_Requirement:_ Show every line from the data below that includes "elapsed".

---- Data records

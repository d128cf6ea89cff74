//! Flat binary encoding of `Matrix` and `Vector` state.
//!
//! Layout, all little-endian:
//!
//! | field   | type            | notes                          |
//! |---------|-----------------|--------------------------------|
//! | kind    | `u8`            | 1 = vector, 2 = matrix         |
//! | dims    | `u64` x 1 or 2  | length, or rows then cols      |
//! | payload | `f64` x n       | row-major, full precision      |

use crate::error::{ClaError, Result};
use crate::matrix::Matrix;
use crate::traits::Dense;
use crate::vector::Vector;
use std::mem;

const KIND_VECTOR: u8 = 1;
const KIND_MATRIX: u8 = 2;

const DIM_BYTES: usize = mem::size_of::<u64>();
const VALUE_BYTES: usize = mem::size_of::<f64>();

/// A decoded object of either kind.
#[derive(Debug, Clone, PartialEq)]
pub enum Entity {
    Vector(Vector),
    Matrix(Matrix),
}

fn encode(kind: u8, dims: &[usize], values: &[f64]) -> Vec<u8> {
    let mut out = Vec::with_capacity(1 + dims.len() * DIM_BYTES + values.len() * VALUE_BYTES);
    out.push(kind);
    for &d in dims {
        out.extend_from_slice(&(d as u64).to_le_bytes());
    }
    for v in values {
        out.extend_from_slice(&v.to_le_bytes());
    }
    out
}

/// Cursor over an encoded record that fails with `MalformedData` instead of panicking.
struct Reader<'a> {
    bytes: &'a [u8],
    pos: usize,
}

impl<'a> Reader<'a> {
    fn new(bytes: &'a [u8]) -> Self {
        Self { bytes, pos: 0 }
    }

    fn take(&mut self, n: usize, what: &str) -> Result<&'a [u8]> {
        let end = self.pos.checked_add(n).filter(|&end| end <= self.bytes.len());
        match end {
            Some(end) => {
                let chunk = &self.bytes[self.pos..end];
                self.pos = end;
                Ok(chunk)
            }
            None => Err(ClaError::MalformedData(format!(
                "Truncated record: {} needs {} bytes at offset {}, only {} available",
                what,
                n,
                self.pos,
                self.bytes.len() - self.pos
            ))),
        }
    }

    fn kind(&mut self) -> Result<u8> {
        Ok(self.take(1, "kind")?[0])
    }

    fn dim(&mut self) -> Result<usize> {
        let mut raw = [0u8; DIM_BYTES];
        raw.copy_from_slice(self.take(DIM_BYTES, "dimension")?);
        usize::try_from(u64::from_le_bytes(raw))
            .map_err(|_| ClaError::MalformedData("Dimension does not fit in usize".to_string()))
    }

    /// Reads exactly `count` values and requires the record to end there.
    fn payload(&mut self, count: usize) -> Result<Vec<f64>> {
        let n_bytes = count.checked_mul(VALUE_BYTES).ok_or_else(|| {
            ClaError::MalformedData(format!("Element count {} overflows", count))
        })?;
        let remaining = self.bytes.len() - self.pos;
        if remaining != n_bytes {
            return Err(ClaError::MalformedData(format!(
                "Payload holds {} bytes, header announces {} values ({} bytes)",
                remaining, count, n_bytes
            )));
        }
        let values = self
            .take(n_bytes, "payload")?
            .chunks_exact(VALUE_BYTES)
            .map(|chunk| {
                let mut raw = [0u8; VALUE_BYTES];
                raw.copy_from_slice(chunk);
                f64::from_le_bytes(raw)
            })
            .collect();
        Ok(values)
    }
}

fn decode_vector_body(reader: &mut Reader<'_>) -> Result<Vector> {
    let len = reader.dim()?;
    Ok(Vector::from_vec(reader.payload(len)?))
}

fn decode_matrix_body(reader: &mut Reader<'_>) -> Result<Matrix> {
    let rows = reader.dim()?;
    let cols = reader.dim()?;
    let count = rows.checked_mul(cols).ok_or_else(|| {
        ClaError::MalformedData(format!("Shape {}x{} overflows", rows, cols))
    })?;
    let values = reader.payload(count)?;
    Matrix::from_vec(rows, cols, values)
}

fn kind_name(kind: u8) -> &'static str {
    match kind {
        KIND_VECTOR => "vector",
        KIND_MATRIX => "matrix",
        _ => "unknown",
    }
}

fn expect_kind(reader: &mut Reader<'_>, expected: u8) -> Result<()> {
    let kind = reader.kind()?;
    if kind != expected {
        return Err(ClaError::MalformedData(format!(
            "Expected a {} record, found kind {} ({})",
            kind_name(expected),
            kind,
            kind_name(kind)
        )));
    }
    Ok(())
}

/// Decodes a record of either kind.
pub fn decode(bytes: &[u8]) -> Result<Entity> {
    let mut reader = Reader::new(bytes);
    match reader.kind()? {
        KIND_VECTOR => Ok(Entity::Vector(decode_vector_body(&mut reader)?)),
        KIND_MATRIX => Ok(Entity::Matrix(decode_matrix_body(&mut reader)?)),
        other => Err(ClaError::MalformedData(format!(
            "Unknown record kind {}",
            other
        ))),
    }
}

impl Entity {
    pub fn to_bytes(&self) -> Vec<u8> {
        match self {
            Entity::Vector(v) => v.to_bytes(),
            Entity::Matrix(m) => m.to_bytes(),
        }
    }
}

impl Matrix {
    /// Encodes shape and elements; see the module docs for the layout.
    pub fn to_bytes(&self) -> Vec<u8> {
        encode(KIND_MATRIX, &[self.rows(), self.cols()], self.as_slice())
    }

    /// Decodes a matrix record, validating the header before the payload.
    pub fn from_bytes(bytes: &[u8]) -> Result<Matrix> {
        let mut reader = Reader::new(bytes);
        expect_kind(&mut reader, KIND_MATRIX)?;
        decode_matrix_body(&mut reader)
    }
}

impl Vector {
    /// Encodes length and elements; see the module docs for the layout.
    pub fn to_bytes(&self) -> Vec<u8> {
        encode(KIND_VECTOR, &[self.len()], self.as_slice())
    }

    /// Decodes a vector record, validating the header before the payload.
    pub fn from_bytes(bytes: &[u8]) -> Result<Vector> {
        let mut reader = Reader::new(bytes);
        expect_kind(&mut reader, KIND_VECTOR)?;
        decode_vector_body(&mut reader)
    }
}

#[cfg(test)]
mod tests {
    use super::*;

    #[test]
    fn test_matrix_round_trip_is_exact() {
        let values = vec![
            0.1,
            -0.0,
            f64::MAX,
            f64::MIN_POSITIVE,
            1.0 / 3.0,
            f64::INFINITY,
        ];
        let m = Matrix::from_vec(2, 3, values).unwrap();
        let back = Matrix::from_bytes(&m.to_bytes()).unwrap();
        assert_eq!(back.shape(), (2, 3));
        for (a, b) in m.as_slice().iter().zip(back.as_slice()) {
            assert_eq!(a.to_bits(), b.to_bits());
        }
    }

    #[test]
    fn test_matrix_layout() {
        let m = Matrix::from_vec(1, 2, vec![1.0, 2.0]).unwrap();
        let bytes = m.to_bytes();
        assert_eq!(bytes.len(), 1 + 2 * 8 + 2 * 8);
        assert_eq!(bytes[0], KIND_MATRIX);
        assert_eq!(&bytes[1..9], &1u64.to_le_bytes());
        assert_eq!(&bytes[9..17], &2u64.to_le_bytes());
        assert_eq!(&bytes[17..25], &1.0f64.to_le_bytes());
    }

    #[test]
    fn test_vector_round_trip() {
        let v = Vector::from_vec(vec![1.0, 3.0, -7.5]);
        assert_eq!(Vector::from_bytes(&v.to_bytes()).unwrap(), v);
        let empty = Vector::new(0);
        assert_eq!(Vector::from_bytes(&empty.to_bytes()).unwrap(), empty);
    }

    #[test]
    fn test_decode_dispatches_on_kind() {
        let m = Matrix::identity(3);
        match decode(&m.to_bytes()).unwrap() {
            Entity::Matrix(back) => assert_eq!(back, m),
            _ => panic!("Expected a matrix"),
        }
        let v = Vector::from_vec(vec![2.0]);
        assert_eq!(decode(&v.to_bytes()).unwrap(), Entity::Vector(v.clone()));
        assert_eq!(Entity::Vector(v.clone()).to_bytes(), v.to_bytes());
    }

    #[test]
    fn test_truncated_payload() {
        let bytes = Matrix::identity(2).to_bytes();
        let err = Matrix::from_bytes(&bytes[..bytes.len() - 3]).unwrap_err();
        match err {
            ClaError::MalformedData(msg) => assert!(msg.contains("Payload")),
            _ => panic!("Expected MalformedData error"),
        }
    }

    #[test]
    fn test_truncated_header() {
        let bytes = Matrix::identity(2).to_bytes();
        match Matrix::from_bytes(&bytes[..5]).unwrap_err() {
            ClaError::MalformedData(msg) => assert!(msg.contains("Truncated")),
            _ => panic!("Expected MalformedData error"),
        }
        assert!(matches!(decode(&[]), Err(ClaError::MalformedData(_))));
    }

    #[test]
    fn test_trailing_bytes_rejected() {
        let mut bytes = Vector::from_vec(vec![1.0]).to_bytes();
        bytes.push(0);
        assert!(matches!(
            Vector::from_bytes(&bytes),
            Err(ClaError::MalformedData(_))
        ));
    }

    #[test]
    fn test_wrong_kind() {
        let bytes = Vector::from_vec(vec![1.0, 2.0]).to_bytes();
        match Matrix::from_bytes(&bytes).unwrap_err() {
            ClaError::MalformedData(msg) => assert!(msg.contains("Expected a matrix")),
            _ => panic!("Expected MalformedData error"),
        }
        assert!(matches!(decode(&[9]), Err(ClaError::MalformedData(_))));
    }

    #[test]
    fn test_overflowing_shape() {
        let mut bytes = vec![KIND_MATRIX];
        bytes.extend_from_slice(&u64::MAX.to_le_bytes());
        bytes.extend_from_slice(&u64::MAX.to_le_bytes());
        assert!(matches!(
            Matrix::from_bytes(&bytes),
            Err(ClaError::MalformedData(_))
        ));
    }
}
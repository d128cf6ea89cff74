use cla_lapack::{ClaError, Dense, LapackLU, Matrix, Vector};
use std::time::Instant;

fn main() -> Result<(), ClaError> {
    env_logger::Builder::from_env(env_logger::Env::default().default_filter_or("info")).init();

    let a = Matrix::from_rows(&[
        vec![6.0, 5.0, 3.0, -10.0],
        vec![3.0, 7.0, -3.0, 5.0],
        vec![12.0, 4.0, 4.0, 4.0],
        vec![0.0, 12.0, 0.0, -8.0],
    ])?;
    let lu = LapackLU::new(&a)?;
    log::info!("A =\n{}", a);
    log::info!("L =\n{}", lu.l_factor());
    log::info!("U =\n{}", lu.u_factor());
    log::info!("P =\n{}", lu.p_factor());
    log::info!("det(A) = {}", lu.determinant());

    let b = Vector::from_vec(vec![1.0, 2.0, 3.0, 4.0]);
    let x = lu.solve(&b)?;
    log::info!("solve(A, {}) = {}", b, x);

    // Larger system: time factor and inverse
    let n = 400;
    let mut rng = fastrand::Rng::with_seed(3);
    let mut big = Matrix::from_vec(n, n, (0..n * n).map(|_| rng.f64() - 0.5).collect())?;
    for i in 0..n {
        big[(i, i)] += n as f64;
    }

    let start_time = Instant::now();
    let lu = LapackLU::from_matrix(big.clone())?;
    log::info!("Factored {}x{} in {:?}", n, n, start_time.elapsed());

    let start_time = Instant::now();
    let inv = lu.inverse()?;
    log::info!("Inverted in {:?}", start_time.elapsed());

    let check = big.matmul(&inv)?;
    log::info!(
        "max |A*inv(A) - I| = {:.3e}",
        check
            .max_abs_diff(&Matrix::identity(n))
            .unwrap_or(f64::NAN)
    );
    Ok(())
}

--------

_Answer for the task:_
    log::info!("Factored {}x{} in {:?}", n, n, start_time.elapsed());
    log::info!("Inverted in {:?}", start_time.elapsed());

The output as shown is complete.